Baseball season is here and I wanted some input on recovery. When throwing just about every day, you have to attack the recovery process if you expect to be ready to throw again the next day. Regaining any loss of motion, and getting blood circulation back into the arm is the priority. What I want to find is balance for my brother, where he’s getting just enough regeneration to be fresh the next day without doing too much and actually making his arm more tired.

Right now his recovery process is this:

-a j-band routine (2x8/per) including internal rotations, elbow extensions, rows and fly/reverse flies
-some kind of rhythmic stabilizations (getting a “total bar” soon)
-2 lb. mini-med ball decel tosses (2x15)
-a forearm-elbow routine working pronation, supination, flexion and extension
-foam roll with a lacrosse ball

As for band work, how much is the right amount as far as reps go (@ 60 reps right now)? And even after throwing, should he work in some external rotation as well?

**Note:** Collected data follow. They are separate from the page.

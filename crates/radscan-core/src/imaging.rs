//! Upload boundary, image decoding, and the aspect-preserving resize that
//! produces the artifact sent to the model.

use crate::error::{Error, Result};
use image::imageops::FilterType;
use image::{DynamicImage, GenericImageView, ImageFormat};
use std::fs;
use std::path::Path;
use tempfile::NamedTempFile;

/// Fixed width of the preview/analysis image.
pub const TARGET_WIDTH: u32 = 500;

/// The upload boundary only admits these extensions. DICOM is accepted here
/// and handed to the decoder like everything else; decoding is delegated to
/// the codec library.
pub const ACCEPTED_EXTENSIONS: &[&str] = &["jpg", "jpeg", "png", "dicom", "dcm"];

/// Computes the resized dimensions for a decoded image: fixed target width,
/// height rounded from the aspect ratio, never below one pixel.
pub fn resized_dimensions(width: u32, height: u32) -> (u32, u32) {
    let aspect_ratio = f64::from(width) / f64::from(height);
    let new_height = (f64::from(TARGET_WIDTH) / aspect_ratio).round().max(1.0) as u32;
    (TARGET_WIDTH, new_height)
}

/// A user-supplied image, decoded to a pixel grid. Lives for one interaction.
#[derive(Debug, Clone)]
pub struct UploadedImage {
    name: String,
    image: DynamicImage,
}

impl UploadedImage {
    /// Reads and decodes an image, rejecting unsupported extensions before
    /// any bytes are touched.
    pub fn from_path(path: &Path) -> Result<Self> {
        let extension = path
            .extension()
            .and_then(|ext| ext.to_str())
            .unwrap_or("")
            .to_ascii_lowercase();
        if !ACCEPTED_EXTENSIONS.contains(&extension.as_str()) {
            return Err(Error::UnsupportedFormat(extension));
        }

        let bytes = fs::read(path)?;
        let image = image::load_from_memory(&bytes)?;
        let name = path
            .file_name()
            .map(|name| name.to_string_lossy().into_owned())
            .unwrap_or_else(|| "image".to_string());
        Ok(UploadedImage { name, image })
    }

    pub fn name(&self) -> &str {
        &self.name
    }

    pub fn dimensions(&self) -> (u32, u32) {
        self.image.dimensions()
    }

    /// Scales to the fixed target width, preserving aspect ratio.
    pub fn resize_to_target(&self) -> ResizedImage {
        let (width, height) = self.image.dimensions();
        let (new_width, new_height) = resized_dimensions(width, height);
        let image = self
            .image
            .resize_exact(new_width, new_height, FilterType::Triangle);
        ResizedImage {
            width: new_width,
            height: new_height,
            image,
        }
    }
}

/// The scaled image ready to be persisted for the model call.
#[derive(Debug, Clone)]
pub struct ResizedImage {
    pub width: u32,
    pub height: u32,
    image: DynamicImage,
}

impl ResizedImage {
    /// Writes the image as PNG to a fresh per-interaction temp file and
    /// returns the owning handle.
    pub fn persist(&self) -> Result<ImageArtifact> {
        let file = tempfile::Builder::new()
            .prefix("radscan-")
            .suffix(".png")
            .tempfile()?;
        self.image.save_with_format(file.path(), ImageFormat::Png)?;
        Ok(ImageArtifact { file })
    }
}

/// A persisted image artifact on disk. Each interaction gets its own file,
/// removed when the handle is dropped, so interactions can never collide on a
/// shared path.
#[derive(Debug)]
pub struct ImageArtifact {
    file: NamedTempFile,
}

impl ImageArtifact {
    pub fn path(&self) -> &Path {
        self.file.path()
    }

    pub fn read(&self) -> Result<Vec<u8>> {
        Ok(fs::read(self.path())?)
    }
}

#[cfg(test)]
mod tests {
    use super::*;
    use image::RgbImage;
    use tempfile::tempdir;

    fn write_test_png(dir: &Path, name: &str, width: u32, height: u32) -> std::path::PathBuf {
        let path = dir.join(name);
        let img = RgbImage::new(width, height);
        img.save(&path).unwrap();
        path
    }

    #[test]
    fn test_resized_dimensions_halves_wide_image() {
        // 1000x500 has aspect ratio 2.0, so the 500-wide preview is 500x250.
        assert_eq!(resized_dimensions(1000, 500), (500, 250));
    }

    #[test]
    fn test_resized_dimensions_rounds() {
        // 640x480 -> 500 / (640/480) = 375.0
        assert_eq!(resized_dimensions(640, 480), (500, 375));
        // 3x2 -> 500 / 1.5 = 333.33.. rounds down
        assert_eq!(resized_dimensions(3, 2), (500, 333));
        // 1000x999 -> 499.5 rounds up
        assert_eq!(resized_dimensions(1000, 999), (500, 500));
    }

    #[test]
    fn test_resized_height_never_below_one() {
        // An extreme banner image would otherwise round to zero height.
        let (_, height) = resized_dimensions(10_000, 5);
        assert_eq!(height, 1);
    }

    #[test]
    fn test_from_path_rejects_unsupported_extension() {
        let dir = tempdir().unwrap();
        let path = dir.path().join("scan.gif");
        fs::write(&path, b"GIF89a").unwrap();

        let result = UploadedImage::from_path(&path);
        match result {
            Err(Error::UnsupportedFormat(ext)) => assert_eq!(ext, "gif"),
            other => panic!("expected UnsupportedFormat, got {:?}", other),
        }
    }

    #[test]
    fn test_from_path_rejects_missing_extension() {
        let dir = tempdir().unwrap();
        let path = dir.path().join("scan");
        fs::write(&path, b"data").unwrap();
        assert!(matches!(
            UploadedImage::from_path(&path),
            Err(Error::UnsupportedFormat(_))
        ));
    }

    #[test]
    fn test_from_path_rejects_undecodable_bytes() {
        // A .dicom upload passes the extension gate but the codec library
        // cannot decode it, mirroring the original behavior.
        let dir = tempdir().unwrap();
        let path = dir.path().join("scan.dicom");
        fs::write(&path, b"not an image").unwrap();
        assert!(matches!(
            UploadedImage::from_path(&path),
            Err(Error::Decode(_))
        ));
    }

    #[test]
    fn test_resize_and_persist_round_trip() {
        let dir = tempdir().unwrap();
        let path = write_test_png(dir.path(), "xray.png", 1000, 500);

        let uploaded = UploadedImage::from_path(&path).unwrap();
        assert_eq!(uploaded.dimensions(), (1000, 500));
        assert_eq!(uploaded.name(), "xray.png");

        let resized = uploaded.resize_to_target();
        assert_eq!((resized.width, resized.height), (500, 250));

        let artifact = resized.persist().unwrap();
        let loaded = image::load_from_memory(&artifact.read().unwrap()).unwrap();
        assert_eq!(loaded.dimensions(), (500, 250));
    }

    #[test]
    fn test_artifact_paths_are_unique_and_cleaned_up() {
        let dir = tempdir().unwrap();
        let path = write_test_png(dir.path(), "ct.jpg", 20, 20);
        // RgbImage::save infers JPEG from the extension.

        let uploaded = UploadedImage::from_path(&path).unwrap();
        let resized = uploaded.resize_to_target();

        let first = resized.persist().unwrap();
        let second = resized.persist().unwrap();
        assert_ne!(first.path(), second.path());

        let first_path = first.path().to_path_buf();
        drop(first);
        assert!(!first_path.exists());
        assert!(second.path().exists());
    }
}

He does some t-spine work as well as regaining his hips internal rotation. After throwing should you still work on hamstrings, groins, hip flexors & rotators?


My son likes doing basically the same routine post throwing as he does before.
Shoulder tube, arm circles, J-bands, quick wrist weight circuit, we do the 2lb plyo care throws as well.
With the bands he doesn’t really do a set number of reps, more of a feel thing. He does all the exercises with it, but, if an area feels tight he will focus more there. Same with foam rolling.